And there’s one very last little something.
Val doesn’t have a husband.
It’s a joke. Val doesn’t take anything seriously. It’s a joke, right? Val’s here to buy me a consolation drink to distract me during my time of crisis, and this is just another diversionary tactic. It’s typical Val behavior, but it’s freaking me out. “You’re not acting like yourself, and you’re scaring me.” I try to say it jovially, as if I’m in no way about to start crying myself.
But instead of erupting into laughter and pointing to a hidden camera, Val just covers her face and sobs some more.

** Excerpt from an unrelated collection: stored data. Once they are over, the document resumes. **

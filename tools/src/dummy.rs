use log::debug;

use avmcore::code::Code;
use avmcore::common::{Bytes, Hash, U256};
use avmcore::machine::{Assertion, Executable, InboxMessage, Machine};
use avmcore::value::{CodePointRef, Value};

/// Gas charged per step.
pub const STEP_GAS: u64 = 10;
/// Steps needed to digest one message.
pub const MESSAGE_STEPS: u64 = 3;
/// Gas needed to digest one message.
pub const MESSAGE_GAS: u64 = STEP_GAS * MESSAGE_STEPS;

/// A deterministic toy machine. It digests inbox messages one at a time, in
/// [MESSAGE_STEPS] steps of [STEP_GAS] gas each, and blocks when it runs out
/// of messages. Each digested message yields a log
/// `[sequence number, payload, steps so far]`; a message whose first byte is
/// odd is also echoed as a send.
#[derive(Clone, Debug)]
pub struct CounterMachine {
    segment: u64,
    static_val: Value,
    steps: u64,
    pending_steps: u64,
    current: Option<(U256, Bytes)>,
    acc: Hash,
}

impl CounterMachine {
    pub fn steps(&self) -> u64 {
        self.steps
    }

    /// Running hash over every payload digested so far.
    pub fn acc(&self) -> &Hash {
        &self.acc
    }

    fn finish_message(
        &mut self, seq: U256, data: Bytes, logs: &mut Vec<Value>,
        sends: &mut Vec<Bytes>,
    ) {
        self.acc = Hash::chain(&self.acc, &Hash::hash(&data));
        if data.first().map(|b| b % 2 == 1).unwrap_or(false) {
            sends.push(data.clone())
        }
        logs.push(Value::tuple(vec![
            Value::Int(seq),
            Value::buffer(data),
            self.steps.into(),
        ]));
    }
}

pub fn executable() -> Executable {
    Executable {
        code: vec![0xc0, 0xde].into(),
        static_val: Value::tuple(vec![Value::buffer(b"counter"[..].into())]),
    }
}

impl Machine for CounterMachine {
    fn new(executable: &Executable, code: &Code) -> Self {
        let segment = code.add_segment(executable.code.clone());
        Self {
            segment: segment.id(),
            static_val: executable.static_val.clone(),
            steps: 0,
            pending_steps: 0,
            current: None,
            acc: *Hash::zero(),
        }
    }

    fn from_state(state: &Value, code: &Code) -> Option<Self> {
        let t = state.as_tuple()?;
        if t.len() != 5 {
            return None
        }
        let pc = t.get(0)?.as_code_point()?;
        code.get_segment(pc.segment)?;
        let pending_steps = t.get(2)?.as_int()?.low_u64();
        let current = match t.get(3)? {
            Value::Tuple(cur) => Some((
                *cur.get(0)?.as_int()?,
                cur.get(1)?.as_buffer()?.clone(),
            )),
            _ => None,
        };
        Some(Self {
            segment: pc.segment,
            static_val: t.get(1)?.clone(),
            steps: pc.pc,
            pending_steps,
            current,
            acc: (*t.get(4)?.as_int()?).into(),
        })
    }

    fn state(&self) -> Value {
        let current = match &self.current {
            Some((seq, data)) => Value::tuple(vec![
                Value::Int(*seq),
                Value::buffer(data.clone()),
            ]),
            None => Value::Int(U256::zero()),
        };
        Value::tuple(vec![
            Value::CodePoint(CodePointRef {
                segment: self.segment,
                pc: self.steps,
            }),
            self.static_val.clone(),
            self.pending_steps.into(),
            current,
            Value::Int(self.acc.into()),
        ])
    }

    fn run(&mut self, max_gas: U256, inbox: &[InboxMessage]) -> Assertion {
        let mut gas = U256::zero();
        let mut consumed = 0;
        let mut logs = Vec::new();
        let mut sends = Vec::new();
        let step_gas = U256::from(STEP_GAS);
        while gas + step_gas <= max_gas {
            if self.pending_steps == 0 {
                match inbox.get(consumed) {
                    Some(msg) => {
                        self.current =
                            Some((msg.sequence_number, msg.data.clone()));
                        self.pending_steps = MESSAGE_STEPS;
                        consumed += 1;
                    }
                    None => break,
                }
            }
            self.steps += 1;
            self.pending_steps -= 1;
            gas += step_gas;
            if self.pending_steps == 0 {
                if let Some((seq, data)) = self.current.take() {
                    self.finish_message(seq, data, &mut logs, &mut sends)
                }
            }
        }
        debug!(
            "counter machine: {} gas, {} messages, {} logs",
            gas,
            consumed,
            logs.len()
        );
        Assertion {
            gas_used: gas,
            inbox_messages_consumed: consumed as u64,
            logs,
            sends,
        }
    }
}

#[cfg(test)]
mod tests {
    use super::*;

    fn msg(seq: u64, data: &[u8]) -> InboxMessage {
        InboxMessage::new(seq.into(), 1, data.into())
    }

    #[test]
    fn test_run_and_block() {
        let code = Code::new(0);
        let mut m = CounterMachine::new(&executable(), &code);
        let inbox = vec![msg(0, &[1]), msg(1, &[2])];
        let a = m.run(U256::from(1000u64), &inbox);
        assert_eq!(a.gas_used, U256::from(2 * MESSAGE_GAS));
        assert_eq!(a.inbox_messages_consumed, 2);
        assert_eq!(a.logs.len(), 2);
        assert_eq!(a.sends, vec![Bytes::from(vec![1])]);
        // blocked on an empty inbox
        assert!(m.run(U256::from(1000u64), &[]).is_empty());
    }

    #[test]
    fn test_split_runs_match_single_run() {
        let inbox: Vec<_> = (0..5u64).map(|i| msg(i, &[i as u8])).collect();
        let mut whole = CounterMachine::new(&executable(), &Code::new(0));
        let a = whole.run(U256::from(1000u64), &inbox);

        // each machine loads its code as segment 0 of its own table
        let code = Code::new(0);
        let mut split = CounterMachine::new(&executable(), &code);
        let mut logs = Vec::new();
        let mut read = 0;
        while read < inbox.len() || split.pending_steps > 0 {
            let b = split.run(U256::from(25u64), &inbox[read..]);
            read += b.inbox_messages_consumed as usize;
            logs.extend(b.logs);
        }
        assert_eq!(logs, a.logs);
        assert_eq!(split.state(), whole.state());

        let restored = CounterMachine::from_state(&split.state(), &code).unwrap();
        assert_eq!(restored.state().hash(), split.state().hash());
    }
}
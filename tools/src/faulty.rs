use std::sync::atomic::{AtomicBool, AtomicUsize, Ordering};

use log::warn;

use avmcore::store::{Store, StoreError, StoreView, WriteBatch};

/// Wraps a [Store] and, while [FaultyStore::fail_writes] is on, rejects every write with an I/O
/// error without applying it. Reads always go through.
pub struct FaultyStore<S> {
    inner: S,
    fail: AtomicBool,
    rejected: AtomicUsize,
}

impl<S: Store> FaultyStore<S> {
    pub fn new(inner: S) -> Self {
        Self {
            inner,
            fail: AtomicBool::new(false),
            rejected: AtomicUsize::new(0),
        }
    }

    pub fn fail_writes(&self, fail: bool) {
        self.fail.store(fail, Ordering::Release)
    }

    /// Number of writes rejected so far.
    pub fn rejected(&self) -> usize {
        self.rejected.load(Ordering::Acquire)
    }

    pub fn inner(&self) -> &S {
        &self.inner
    }
}

impl<S: Store> Store for FaultyStore<S> {
    fn snapshot(&self) -> Box<dyn StoreView + '_> {
        self.inner.snapshot()
    }

    fn write(&self, batch: WriteBatch) -> Result<(), StoreError> {
        if self.fail.load(Ordering::Acquire) {
            self.rejected.fetch_add(1, Ordering::AcqRel);
            warn!("rejecting a write of {} operations", batch.len());
            return Err(StoreError::Io("injected write failure".into()))
        }
        self.inner.write(batch)
    }
}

Her commitment is impressive. Still, how long will the show go on? I’ve got jangled-enough nerves already, having spent two hours in a Midtown unemployment office at a mandatory New York State Department of Labor group-orientation lecture: “Job-Hunting Tools for the Twenty-first Century.” (“Does everyone here know what the Internet is?”) After that, I got all turned around coming over to Grand Central, first walking four long blocks west, only to end up on a desolate, trash-strewn stretch of Eleventh Avenue, leaving only two thousand nine hundred ninety-nine and two-tenths of a mile between me and my former life in Los Angeles—all right, the San Fernando Valley—before realizing I should have been heading east the whole time.
All this probably explains why she figures it out first.
“Oh, perfect. This is just great.” She lifts her head, sniffles, and dabs under each eye with her tissue. “You want Val.”
Later I’ll regret not having paid more attention to this moment.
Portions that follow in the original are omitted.